Acuña celebrated her victory arm in arm with the actress, to the strains of ‘Porque tengo el corazón valiente / voy a quererte / voy a quererte’ (‘Because I have a brave heart, I will love you ...’) — the theme song of the series. In a future episode, Oreiro’s character, ‘La Monita’, is due to fight the ‘real’ Acuña (which presumably means Acuña playing herself). ‘We all know how that one will end,’ snorted Terra. ‘The script’s too obvious.’


‘In the world of non-fiction, though,’ the same author continued, ‘the Tigress now has the belt of one of the sport’s traditional governing bodies with which to lure Alejandra ‘La Locomotora’ Oliveras into a unification, and that’s a fight the outcome of which is rather less easily predicted.’

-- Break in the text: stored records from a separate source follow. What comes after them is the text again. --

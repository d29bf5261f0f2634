//! Shared utilities and common types for Geofication.
//!
//! This crate provides common functionality used across all other crates:
//! - Common validation logic for regions and reminder rules
//! - Epoch-millisecond time helpers

pub mod time;
pub mod validation;
//! Epoch-millisecond time helpers.
//!
//! All persisted timestamps are stored as milliseconds since the Unix epoch.

use chrono::{DateTime, TimeZone, Utc};

/// Milliseconds in one minute.
pub const MILLIS_PER_MINUTE: i64 = 60_000;

/// Current time in milliseconds since the Unix epoch.
pub fn now_millis() -> i64 {
    Utc::now().timestamp_millis()
}

/// Converts a minute delay into milliseconds.
pub fn minutes_to_millis(minutes: i64) -> i64 {
    minutes.saturating_mul(MILLIS_PER_MINUTE)
}

/// Converts epoch milliseconds into a UTC timestamp, if representable.
pub fn to_datetime(millis: i64) -> Option<DateTime<Utc>> {
    Utc.timestamp_millis_opt(millis).single()
}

No sooner was the WBC belt around Acuña’s waist than the challenge was issued. ‘I want Oliveras,’ she told reporters. ‘This is the ideal opportunity to find out which of us is the better. But it has to be now, while she still has the WBC belt. If she loses it, I’m not interested. I haven’t the slightest intention of giving her cheap publicity.’


Oliveras isn’t interested at all, or so she would have us believe: ‘At the moment, I have engagements far more important than any fight with Marcela Acuña,’ she said in an interview on Radio Palermo. ‘This last week alone, I’ve received offers to fight in Italy and Germany, where they pay well, and these are far more inviting than any fight with ‘The Tigress’ — however desperate she may be to fight me.


‘Besides which,’ she added. ‘After my fifth fight, I took the microphone and asked her in front of all the spectators to please give me a chance; I challenged her; but, as the ‘Tigress’ herself admitted only the other day on TV, I was nobody at the time and she chose to ignore me. Fine. Now it’s her that wants to fight me, and I’m the one that’s not interested.’


Then she seemed to relent: ‘The truth is, I will take the fight, because I also want both belts.’


First, though, she has a fight in Rosario in October [‘possibly,’ she says, ‘against Maribel Santana of the Dominican Republic’ (not Jazmín ‘Rusita’ Rivas, then, as had been announced?)] followed by a fight with Leona Brown in Las Vegas on the 18th November on the Morales / Pacquiao III undercard. 


But the challenge from Acuña, who thinks she’s a grass snake („primero tira la piedra y después esconde la mano”), isn’t going to go away. “When she recovers from her hand injury,” she told DyN back in June, “she’d better fight me, because I’m going to pursue her through heaven and earth. I’m going to apply pressure through the media until this fight gets made. Somehow, I don’t think Oliveras is going to like it when people start calling her a wimp.”